WEB本の雑誌>今月の新刊採点>【単行本班】2008年1月>『ゴールデンスランバー』 伊坂 幸太郎 (著)
評価:
傑作です。たいへんよくできました。
JFK暗殺をモチーフに描かれた作品だが、舞台は作者のバックボーンである仙台、でもってウイット溢れる伊坂ワールド炸裂のストーリーに500ページを一気読み!
全5部のうち、首相暗殺犯の濡れ衣を着せられた主人公が逃亡する第四部が圧巻。息をもつかせぬスピードで読み手をグイグイグイとのめり込ませていく。構成はトランプをシャッフルするかのように過去と現在が入り乱れるのだが、それらが脈絡もないように見せて、実はしっかりと伏線になっているのだから、これはもうお見事と言うよりほかないでしょう。
『プリズンブレイク2』や『北北西に進路を取れ』を彷彿させる逃げまくりドキハラ感を全面に押し出しながらも、監視社会の危険性やマスコミの傲慢といった「今」をチクリと刺しているあたりは、「笑点」における歌丸師匠を彷彿させるものがありますねえ。パチパチ。
評価:
この採点も星5というのが最高なんですけど星5までというのが非常に口惜しく星10、いやそれ以上つけたいくらいの作品です。安易に「素晴らしい」とか「すごい」とか言いたくないです。とにかく読んでほしいです。
自分がいいなと思ったのは3章のルポ風の書き方。宮部みゆきの『理由』を思わせ、そこに現実があるような、すうっと背中を撫でられるような恐怖感がありました。次に繋がる伏線や謎も数々提示されているし、この部分があることで小説が締まった印象がします。あとは脇役のロッキーや青柳のお父さんなどのおじさん連中がいい味を出しています。ちょっと変わってるけど憎めない中年男性を描くのが本当に上手。
なんか、私があれこれ言ったところで到底この小説の底の深さには敵わないです。こんな書評を読まずに、早く本書をお読みください。
評価:
おもしろかった。
読み終えて、まずそう思った。「伊坂小説の集大成」という看板に偽りなし、だ。
簡潔に物語を説明するなら、首相暗殺の濡れ衣を着せられた男の逃亡譚。捕まったら口封じのため殺されるのではないかと怖れ、必死に逃げ続ける男。しかし、警察に、メディアに、市民に、どんどん追い詰められていく。息が詰まるほどの緊張感。
その緊張を合い間に挟まれる大学時代のくだらない思い出話が解いてくれる。それは一つ一つがすごく暖かく、愉快な気持ちになれるエピソード。けれど同時に、現在の状況がいかに厳しいかがよりいっそう引き立てられるエピソードでもある。

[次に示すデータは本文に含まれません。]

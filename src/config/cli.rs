//! CLI argument parsing using clap.
//!
//! Defines the command-line interface with all options and subcommands.

use std::path::PathBuf;

use clap::{Parser, Subcommand, ValueEnum};

/// `ShowNet`: network status at a glance
///
/// Lists active interface addresses and the host's public IPv4/IPv6
/// addresses, and copies any of them on request.
#[derive(Debug, Parser)]
#[command(name = "shownet")]
#[command(version, about, long_about = None)]
pub struct Cli {
    /// Subcommand to run
    #[command(subcommand)]
    pub command: Option<Command>,

    /// Program that prints the interface listing
    #[arg(long, value_name = "PATH")]
    pub ifconfig: Option<PathBuf>,

    /// URL of a service that echoes the caller's IP address
    #[arg(long = "lookup-url", value_name = "URL")]
    pub lookup_url: Option<String>,

    /// How public lookups are performed
    #[arg(long = "lookup-backend", value_enum)]
    pub lookup_backend: Option<BackendArg>,

    /// Path to curl for the curl backend
    #[arg(long, value_name = "PATH")]
    pub curl: Option<PathBuf>,

    /// Time limit for each public lookup in seconds
    #[arg(long = "lookup-timeout", value_name = "SECS")]
    pub lookup_timeout: Option<u64>,

    /// Refresh automatically every SECS seconds (0 disables)
    #[arg(long = "refresh-interval", value_name = "SECS")]
    pub refresh_interval: Option<u64>,

    /// Run a single refresh, print the result and exit
    #[arg(long)]
    pub once: bool,

    /// Print menus as JSON instead of text
    #[arg(long)]
    pub json: bool,

    /// Path to configuration file
    #[arg(long, short)]
    pub config: Option<PathBuf>,

    /// Enable verbose logging
    #[arg(long, short)]
    pub verbose: bool,
}

/// Subcommands for shownet
#[derive(Debug, Subcommand)]
pub enum Command {
    /// Generate a default configuration file
    Init {
        /// Output path for the configuration file
        #[arg(long, short, default_value = super::defaults::CONFIG_FILE)]
        output: PathBuf,
    },
}

/// Lookup backend argument for CLI parsing
#[derive(Debug, Clone, Copy, PartialEq, Eq, ValueEnum)]
pub enum BackendArg {
    /// Run curl once per address family
    #[value(name = "curl")]
    Curl,
    /// Use the built-in HTTP client
    #[value(name = "http")]
    Http,
}

impl From<BackendArg> for super::LookupBackend {
    fn from(arg: BackendArg) -> Self {
        match arg {
            BackendArg::Curl => Self::Curl,
            BackendArg::Http => Self::Http,
        }
    }
}

impl Cli {
    /// Parses CLI arguments from the command line.
    #[must_use]
    pub fn parse_args() -> Self {
        Self::parse()
    }

    /// Parses CLI arguments from an iterator (useful for testing).
    pub fn parse_from_iter<I, T>(iter: I) -> Self
    where
        I: IntoIterator<Item = T>,
        T: Into<std::ffi::OsString> + Clone,
    {
        Self::parse_from(iter)
    }
}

リーダビリティの高い地の文と軽妙洒脱な会話、複雑に張り巡らされ綺麗に回収されゆく伏線、最後にはとびっきりの感動。
おもしろいエンタメ小説を探しているならこれを読めば間違いない。
評価:
伊坂幸太郎の作品について、私などが何を語ることがあるだろう。今さら「素晴らしい」とか「読め」とかあえて言う必要もないと思われる。以下に書くことは余談ととっていただければと思う。
・もちろんこの小説がジョン・F・ケネディ大統領暗殺に着想を得ていることは誰の目にも明らかであろうが、私自身は本書を読んで赤川次郎著「プロメテウスの乙女」(個人的には赤川氏のベスト作品だと思っている)を連想した。主人公青柳の置かれた困難な状況が、「プロメテウス〜」の登場人物のひとりが陥る苦境のようだったからだ。

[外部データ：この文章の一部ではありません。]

//! Display rows handed to the display adapter.

use serde::Serialize;

use crate::network::{AddressFamily, InterfaceAddress};

/// Label shown when no interface has a usable address.
pub const NO_CONNECTIONS: &str = "No active connections";

/// Label shown when the interface listing could not be obtained.
pub const DISCOVERY_FAILED: &str = "Error reading network status";

/// Delimiter between a row's caption and the copyable value.
const COPY_DELIMITER: &str = ": ";

/// A single rendering-ready row.
#[derive(Debug, Clone, PartialEq, Eq, Serialize)]
pub struct DisplayRow {
    /// Text shown to the user.
    pub label: String,
    /// Value stored for copying, if the row is copyable.
    pub copy_value: Option<String>,
    /// Whether the row can be selected.
    pub enabled: bool,
}

impl DisplayRow {
    /// Creates an enabled row for a discovered interface address.
    #[must_use]
    pub fn interface(record: &InterfaceAddress) -> Self {
        Self {
            label: record.to_string(),
            copy_value: Some(record.address.clone()),
            enabled: true,
        }
    }

    /// Creates the disabled placeholder for a pending public lookup.
    #[must_use]
    pub fn public_loading(family: AddressFamily) -> Self {
        Self::notice(format!("Public {family}: Loading..."))
    }

    /// Creates the final row for a public lookup.
    ///
    /// A found address gives an enabled, copyable row; `None` gives a
    /// disabled "Unavailable" row.
    #[must_use]
    pub fn public_result(family: AddressFamily, value: Option<&str>) -> Self {
        match value {
            Some(address) => Self {
                label: format!("Public {family}: {address}"),
                copy_value: Some(address.to_string()),
                enabled: true,
            },
            None => Self::notice(format!("Public {family}: Unavailable")),
        }
    }

    /// Creates a disabled, non-copyable row.
    #[must_use]
    pub fn notice(label: impl Into<String>) -> Self {
        Self {
            label: label.into(),
            copy_value: None,
            enabled: false,
        }
    }

    /// Returns the text to place on the clipboard when this row is chosen.
    ///
    /// Disabled rows and rows without a copy value return `None`.
    #[must_use]
    pub fn clipboard_text(&self) -> Option<&str> {
        if !self.enabled {
            return None;
        }
        self.copy_value.as_deref().map(extract_copy_text)
    }
}

/// One entry in the rendered menu.
#[derive(Debug, Clone, PartialEq, Eq, Serialize)]
#[serde(tag = "type", rename_all = "snake_case")]
pub enum MenuEntry {
    /// A selectable or informational row.
    Row(DisplayRow),
    /// A visual divider.
    Separator,
}

impl MenuEntry {
    /// Returns the row, if this entry is one.
    #[must_use]
    pub const fn as_row(&self) -> Option<&DisplayRow> {
        match self {
            Self::Row(row) => Some(row),
            Self::Separator => None,
        }
    }
}

impl From<DisplayRow> for MenuEntry {
    fn from(row: DisplayRow) -> Self {
        Self::Row(row)
    }
}

/// Returns the text after the last `": "` in `stored`, or all of it.
///
/// IPv6 addresses contain colons but never a colon followed by a space,
/// so bare addresses pass through unchanged.
///
/// # Examples
///
/// ```
/// use shownet::status::extract_copy_text;
///
/// assert_eq!(extract_copy_text("en0: 192.168.1.50"), "192.168.1.50");
/// assert_eq!(extract_copy_text("2001:db8::1"), "2001:db8::1");
/// ```
#[must_use]
pub fn extract_copy_text(stored: &str) -> &str {
    stored
        .rsplit_once(COPY_DELIMITER)
        .map_or(stored, |(_, tail)| tail)
}

#[cfg(test)]
mod tests {
    use super::*;

    mod extract {
        use super::*;

        #[test]
        fn takes_text_after_delimiter() {
            assert_eq!(extract_copy_text("en0: 192.168.1.50"), "192.168.1.50");
        }

        #[test]
        fn uses_last_delimiter() {
            assert_eq!(extract_copy_text("Public IPv6: 2001:db8::1"), "2001:db8::1");
            assert_eq!(extract_copy_text("a: b: c"), "c");
        }

        #[test]
        fn passes_through_without_delimiter() {
            assert_eq!(extract_copy_text("192.168.1.50"), "192.168.1.50");
            assert_eq!(extract_copy_text("fd00::1:2"), "fd00::1:2");
        }
    }

    mod display_row {
        use super::*;

        #[test]
        fn interface_row_is_enabled_and_copies_address() {
            let row = DisplayRow::interface(&InterfaceAddress::v4("en0", "192.168.1.50"));

            assert_eq!(row.label, "en0: 192.168.1.50");
            assert_eq!(row.copy_value.as_deref(), Some("192.168.1.50"));
            assert!(row.enabled);
            assert_eq!(row.clipboard_text(), Some("192.168.1.50"));
        }

        #[test]
        fn loading_placeholder_is_disabled() {
            let row = DisplayRow::public_loading(AddressFamily::V4);

            assert_eq!(row.label, "Public IPv4: Loading...");
            assert!(!row.enabled);
            assert_eq!(row.clipboard_text(), None);
        }

        #[test]
        fn found_public_row_is_enabled() {
            let row = DisplayRow::public_result(AddressFamily::V6, Some("2001:db8::1"));

            assert_eq!(row.label, "Public IPv6: 2001:db8::1");
            assert!(row.enabled);
            assert_eq!(row.clipboard_text(), Some("2001:db8::1"));
        }

        #[test]
        fn unavailable_public_row_is_disabled() {
            let row = DisplayRow::public_result(AddressFamily::V4, None);

            assert_eq!(row.label, "Public IPv4: Unavailable");
            assert!(!row.enabled);
            assert_eq!(row.copy_value, None);
        }

        #[test]
        fn disabled_row_with_value_does_not_copy() {
            let mut row = DisplayRow::interface(&InterfaceAddress::v4("en0", "10.0.0.1"));
            row.enabled = false;

            assert_eq!(row.clipboard_text(), None);
        }

        #[test]
        fn stored_caption_is_stripped_on_copy() {
            let row = DisplayRow {
                label: "en0: 192.168.1.50".to_string(),
                copy_value: Some("en0: 192.168.1.50".to_string()),
                enabled: true,
            };

            assert_eq!(row.clipboard_text(), Some("192.168.1.50"));
        }
    }

    mod menu_entry {
        use super::*;

        #[test]
        fn separator_has_no_row() {
            assert!(MenuEntry::Separator.as_row().is_none());
        }

        #[test]
        fn serializes_with_type_tag() {
            let entry = MenuEntry::from(DisplayRow::notice(NO_CONNECTIONS));
            let json = serde_json::to_value(&entry).unwrap();

            assert_eq!(json["type"], "row");
            assert_eq!(json["label"], "No active connections");
            assert_eq!(json["enabled"], false);

            let json = serde_json::to_value(MenuEntry::Separator).unwrap();
            assert_eq!(json["type"], "separator");
        }
    }
}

・「『朝の連続テレビ小説の内容によって、放映直後のニュースに映るNHKアナウンサーの表情が一喜一憂して見える』というのは誤り。ドラマの内容はモニターされていない」という事実を思い出した(特に第二部を読んだときに)。人間がいかに先入観によって無意識に印象をねじ曲げるか、背筋の寒くなる思いだった。
あ、あともうひとつあった。・そうは言ってもやはりお茶碗についたご飯粒は残さず食べた方がいい。
評価:
首相暗殺の濡れ衣を着せられた男、青柳雅春が、その陰謀とどのようにぶつかり合うのか、果たして逃げ切れるのか? 青柳は、何年かぶりに学生時代の友達に呼び出され、「逃げろ! オズワルドにされるぞ」と言われる…。

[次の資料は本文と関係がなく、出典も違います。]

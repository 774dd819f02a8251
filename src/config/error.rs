//! Error types for configuration parsing and validation.

use std::path::PathBuf;

use thiserror::Error;

/// Error type for configuration operations.
///
/// Covers errors from parsing, validation, and file operations.
#[derive(Debug, Error)]
pub enum ConfigError {
    /// Failed to read the configuration file.
    #[error("Failed to read config file '{}': {source}", path.display())]
    FileRead {
        /// Path to the config file
        path: PathBuf,
        /// Underlying I/O error
        #[source]
        source: std::io::Error,
    },

    /// Failed to parse the TOML configuration.
    #[error("Failed to parse TOML config: {0}")]
    TomlParse(#[from] toml::de::Error),

    /// Failed to write configuration file (for init command).
    #[error("Failed to write config file '{}': {source}", path.display())]
    FileWrite {
        /// Path to the config file
        path: PathBuf,
        /// Underlying I/O error
        #[source]
        source: std::io::Error,
    },

    /// Invalid lookup URL provided.
    #[error("Invalid URL '{url}': {reason}")]
    InvalidUrl {
        /// The invalid URL string
        url: String,
        /// Reason for invalidity
        reason: String,
    },

    /// Invalid duration value.
    #[error("Invalid duration for {field}: {reason}")]
    InvalidDuration {
        /// Name of the field
        field: &'static str,
        /// Reason for invalidity
        reason: String,
    },

    /// Unknown lookup backend name.
    #[error("Invalid lookup backend '{value}': expected curl or http")]
    InvalidBackend {
        /// The invalid value provided
        value: String,
    },
}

ちょっと現実味がないかなぁ、物語りに入れるかな、なんて思い、読み始めたのですが、そんな前言を撤回したくなるような緊迫感とリアルさで没頭してしまいました。500ページを超える長編ですが、中だるみ一切なし。このシーンで、ここまでの描写は必要あるのかなぁ? なんて思っちゃった部分が、実は重要な役割をすることとなったり…。伏線と緻密な構築で成された物語です。
青柳のちょっとぬけたような性格と、逞しさ、青柳の旧友たちのキャラクターにも惹かれました。最後のシーンが胸に残ります。